What Is Carpal Tunnel Syndrome?
Carpal tunnel syndrome is a condition that is caused by compression of the median nerve and the tendons that flex your fingers as they travel through the “carpal tunnel” within your wrist. This tunnel is especially small which makes even the tiniest amount of swelling enough to compress the nerve and tendons. This compression may cause pain, weakness, and numbness in the hand and wrist.
Though carpal tunnel syndrome can be the result of several different factors, including age, gender, trauma, weight, arthritis, pregnancy, and diabetes, it can also be caused by the overuse or repetitive movements of the hand and wrist.
Common workplace examples of repetitive tasks include:
- Using a cash register
- Assembly line work
In a few rare cases, carpal tunnel syndrome might be caused by performing a task for a relatively short amount of time.
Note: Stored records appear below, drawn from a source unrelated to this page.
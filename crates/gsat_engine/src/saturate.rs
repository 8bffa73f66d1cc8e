//! The saturation loop.
//!
//! Rules wait in a FIFO work queue. Popping a rule pairs it with every stored
//! rule of the opposite partition that the unification index offers, runs the
//! calculus on each pair, and admits the normalized conclusions. Admission
//! keeps each partition free of subsumed rules. The loop ends when the queue
//! drains or the timeout fires.

use std::collections::{BTreeSet, VecDeque};
use std::time::Instant;

use gsat_foundation::{Error, Result};
use gsat_index::{
    ExactAtomSubsumer, ExhaustiveFilter, FilterSubsumer, Granularity, PredicateFilter, Subsumer,
    TrieFilter,
};
use gsat_rules::{
    Dependency, Interned, RuleArena, RuleId, Tgd, VariableNaming, check_arities, strip_tautology,
    vnf,
};
use gsat_unify::{PathIndex, PredicateUnificationIndex, UnificationIndex};
use rand::SeedableRng;
use rand::seq::SliceRandom;
use rand_chacha::ChaCha8Rng;

use crate::calculus::{Calculus, ExistentialCalculus, Partition, SkolemCalculus, is_guarded};
use crate::config::{Algorithm, SaturationConfig, SubsumptionStrategy, UnificationStrategy};
use crate::result::{Saturation, SaturationOutcome, SaturationStats};

// =============================================================================
// Saturator
// =============================================================================

/// Computes the Datalog rewriting of a set of guarded dependencies.
#[derive(Clone, Debug, Default)]
pub struct Saturator {
    config: SaturationConfig,
}

impl Saturator {
    /// Creates a saturator with the given configuration.
    #[must_use]
    pub fn new(config: SaturationConfig) -> Self {
        Self { config }
    }

    /// Returns the configuration.
    #[must_use]
    pub fn config(&self) -> &SaturationConfig {
        &self.config
    }

    /// Saturates the dependencies and returns the full rules of the fixpoint.
    ///
    /// Dependencies with an empty head or without a guard are discarded and
    /// counted. A timeout is not an error: the partial rule set is returned
    /// with [`SaturationOutcome::TimedOut`], or with
    /// [`SaturationOutcome::PopLimitReached`] when the pop limit stops the loop.
    ///
    /// # Errors
    /// Returns an error if the input violates the dependency contract (function
    /// terms, existentials in the body, or inconsistent predicate arities).
    pub fn run(&self, dependencies: &[Dependency]) -> Result<Saturation> {
        check_arities(dependencies)?;

        match self.config.algorithm {
            Algorithm::Existential => {
                Run::new(ExistentialCalculus::default(), &self.config).execute(dependencies)
            }
            Algorithm::Skolem => {
                Run::new(SkolemCalculus::new(false), &self.config).execute(dependencies)
            }
            Algorithm::OrderedSkolem => {
                Run::new(SkolemCalculus::new(true), &self.config).execute(dependencies)
            }
        }
    }
}

fn subsumer(config: &SaturationConfig) -> Box<dyn Subsumer> {
    match config.subsumption {
        SubsumptionStrategy::Exhaustive => Box::new(FilterSubsumer::new(ExhaustiveFilter::new())),
        SubsumptionStrategy::Predicate => Box::new(FilterSubsumer::new(PredicateFilter::new(
            Granularity::Predicate,
        ))),
        SubsumptionStrategy::Atom => {
            Box::new(FilterSubsumer::new(PredicateFilter::new(Granularity::Atom)))
        }
        SubsumptionStrategy::Trie => Box::new(FilterSubsumer::new(TrieFilter::new(
            config.max_predicates,
        ))),
        SubsumptionStrategy::Exact => Box::new(ExactAtomSubsumer::new()),
    }
}

fn unification_index(config: &SaturationConfig) -> Box<dyn UnificationIndex> {
    match config.unification {
        UnificationStrategy::Predicate => Box::new(PredicateUnificationIndex::new()),
        UnificationStrategy::Path => Box::new(PathIndex::new()),
    }
}

// =============================================================================
// Run State
// =============================================================================

/// State of one saturation run.
struct Run<'a, C> {
    calculus: C,
    config: &'a SaturationConfig,
    naming: VariableNaming,
    arena: RuleArena,
    /// Indexed by [`Partition::index`].
    subsumers: [Box<dyn Subsumer>; 2],
    indexes: [Box<dyn UnificationIndex>; 2],
    queue: VecDeque<RuleId>,
    stats: SaturationStats,
}

impl<'a, C: Calculus> Run<'a, C> {
    fn new(calculus: C, config: &'a SaturationConfig) -> Self {
        Self {
            calculus,
            config,
            naming: VariableNaming::new(),
            arena: RuleArena::new(),
            subsumers: [subsumer(config), subsumer(config)],
            indexes: [unification_index(config), unification_index(config)],
            queue: VecDeque::new(),
            stats: SaturationStats::default(),
        }
    }

    fn execute(mut self, dependencies: &[Dependency]) -> Result<Saturation> {
        let start = Instant::now();
        self.stats.inputs = dependencies.len();

        let seeds = self.seeds(dependencies);
        self.stats.seeds = seeds.len();
        tracing::info!(
            inputs = self.stats.inputs,
            seeds = self.stats.seeds,
            algorithm = ?self.config.algorithm,
            "saturation started"
        );

        for seed in seeds {
            self.admit(seed)?;
        }

        let mut outcome = SaturationOutcome::Completed;
        while let Some(id) = self.queue.pop_front() {
            if self.config.timeout.is_some_and(|limit| start.elapsed() >= limit) {
                tracing::warn!(
                    limit = ?self.config.timeout,
                    pending = self.queue.len() + 1,
                    "saturation timed out"
                );
                outcome = SaturationOutcome::TimedOut;
                break;
            }
            if self.config.max_pops.is_some_and(|limit| self.stats.pops >= limit) {
                tracing::warn!(
                    limit = ?self.config.max_pops,
                    pending = self.queue.len() + 1,
                    "saturation reached its pop limit"
                );
                outcome = SaturationOutcome::PopLimitReached;
                break;
            }
            self.stats.pops += 1;
            self.process(id)?;
        }

        let full_rules = self.output();
        self.stats.elapsed = start.elapsed();
        tracing::info!(
            full = full_rules.len(),
            pops = self.stats.pops,
            subsumed = self.stats.subsumed,
            elapsed = ?self.stats.elapsed,
            "saturation finished"
        );

        Ok(Saturation {
            full_rules,
            outcome,
            stats: self.stats,
        })
    }

    /// Filters the inputs and expands them into the initial rules.
    fn seeds(&mut self, dependencies: &[Dependency]) -> Vec<Tgd> {
        let mut seeds = Vec::new();
        for (index, dependency) in dependencies.iter().enumerate() {
            if !dependency.is_tgd() {
                tracing::debug!(index, %dependency, "discarding dependency with empty head");
                self.stats.discarded_non_tgd += 1;
                continue;
            }
            let tgd = dependency.to_tgd();
            if !is_guarded(&tgd) {
                tracing::warn!(index, %dependency, "discarding unguarded dependency");
                self.stats.discarded_unguarded += 1;
                continue;
            }
            seeds.extend(self.calculus.seeds(&tgd));
        }

        if let Some(seed) = self.config.shuffle_seed {
            let mut rng = ChaCha8Rng::seed_from_u64(seed);
            seeds.shuffle(&mut rng);
        }
        seeds
    }

    /// Adds a normalized rule unless it is known, tautological, unguarded, or
    /// subsumed. Stored rules it subsumes are removed.
    fn admit(&mut self, tgd: Tgd) -> Result<()> {
        let tgd = if self.config.discard_tautologies {
            let heads = tgd.head().len();
            match strip_tautology(tgd) {
                None => {
                    self.stats.tautologies += 1;
                    return Ok(());
                }
                Some(stripped) if stripped.head().len() < heads => {
                    self.stats.tautologies += 1;
                    vnf(&stripped, &self.naming)
                }
                Some(stripped) => stripped,
            }
        } else {
            tgd
        };

        let calculus = &mut self.calculus;
        let id = match self.arena.intern(tgd, |tgd| calculus.build(tgd)) {
            Ok(Interned::New(id)) => id,
            Ok(Interned::Existing(_)) => {
                self.stats.duplicates += 1;
                return Ok(());
            }
            Err(err) if err.is_discardable() => {
                self.stats.unguarded_resolvents += 1;
                return Ok(());
            }
            Err(err) => return Err(err),
        };

        let Some(rule) = self.arena.get(id) else {
            return Err(Error::internal(format!("interned rule {id} missing from the arena")));
        };
        let side = self.calculus.partition(rule).index();
        if self.subsumers[side].is_subsumed(&self.arena, rule.tgd()) {
            self.stats.subsumed += 1;
            return Ok(());
        }

        for removed in self.subsumers[side].remove_subsumed(&self.arena, rule.tgd()) {
            if let Some(old) = self.arena.get(removed) {
                for atom in self.calculus.join_atoms(old) {
                    self.indexes[side].remove(removed, &atom);
                }
            }
            self.stats.removed += 1;
        }

        tracing::debug!(%id, rule = %rule.tgd(), "accepted");
        self.subsumers[side].insert(id, rule.tgd());
        for atom in self.calculus.join_atoms(rule) {
            self.indexes[side].insert(id, &atom);
        }
        self.queue.push_back(id);
        Ok(())
    }

    /// Runs every inference between a popped rule and its stored partners.
    fn process(&mut self, id: RuleId) -> Result<()> {
        let Some(rule) = self.arena.get(id) else {
            return Err(Error::internal(format!("queued rule {id} missing from the arena")));
        };
        let partition = self.calculus.partition(rule);
        if !self.subsumers[partition.index()].contains(id) {
            return Ok(());
        }

        let other = partition.other().index();
        let partners: BTreeSet<RuleId> = self
            .calculus
            .join_atoms(rule)
            .iter()
            .flat_map(|atom| self.indexes[other].candidates(atom))
            .collect();

        for partner in partners {
            if !self.subsumers[partition.index()].contains(id) {
                break;
            }
            if !self.subsumers[other].contains(partner) {
                continue;
            }
            let (Some(rule), Some(mate)) = (self.arena.get(id), self.arena.get(partner)) else {
                continue;
            };
            let (left, right) = match partition {
                Partition::Left => (rule.clone(), mate.clone()),
                Partition::Right => (mate.clone(), rule.clone()),
            };

            self.stats.inferences += 1;
            let conclusions = self.calculus.infer(&left, &right);
            self.stats.generated += conclusions.len();
            for conclusion in conclusions {
                self.admit(conclusion)?;
            }
        }
        Ok(())
    }

    /// Collects the output rules of the right partition, sorted.
    fn output(&self) -> Vec<Tgd> {
        let right = Partition::Right.index();
        let mut rules: Vec<Tgd> = self.subsumers[right]
            .all()
            .into_iter()
            .filter_map(|id| self.arena.get(id))
            .filter(|rule| self.calculus.is_output(rule))
            .map(|rule| rule.tgd().clone())
            .collect();
        rules.sort();
        rules
    }
}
Treating carpal tunnel syndrome can sometimes require surgery. This surgical procedure is also known as carpal tunnel release, where the surgeon cuts through the ligament in order to make more room for the median nerve and tendons.
Nonsurgical remedies include splinting, rest, diuretics, and steroid injections.
Does Workers’ Compensation Actually Cover Carpal Tunnel Syndrome?
If you are suffering from a work-related injury, you will most likely be able to receive workers’ compensation benefits. The types of injuries that are covered by workers’ compensation include physical injuries as long as they are work-related. However, there are a few common arguments that you may have to face when it comes to carpal tunnel and other repetitive stress injuries.
Is Carpal Tunnel Syndrome A Workplace Injury?
The most frequently debated issues with respect to carpal tunnel syndrome is whether or not it was caused at work or whether it was caused by a non-work related factor instead. This means that employee will have to prove that the injury was work-related.
For example, the worker may have a second job that also requires repetitive movements or they may be a pretty avid tennis player in their spare time. In both this examples, it could be argued that the carpal tunnel syndrome developed because of those factors rather than at work. If the employee in question had a health condition such as arthritis or diabetes, the insurance company may argue that the injury did not occur at work, but was a result of your pre-existing condition.
So Was It An Accident Or Occupational Disease?
There is quite a division among states as to whether carpal tunnel syndrome can be considered an accident or an occupational disease. This is crucial because it affects what you have to prove in order to qualify for workers’ compensation benefits.
In Florida, this is seen more as an occupational disease rather than an accident. So in order to prove that this is work related, you need to show that as an employee you have suffered greater exposure to the disease than did the general public. This means that you need to prove with clear and convincing evidence that this injury occurred due to and in the course of your employment.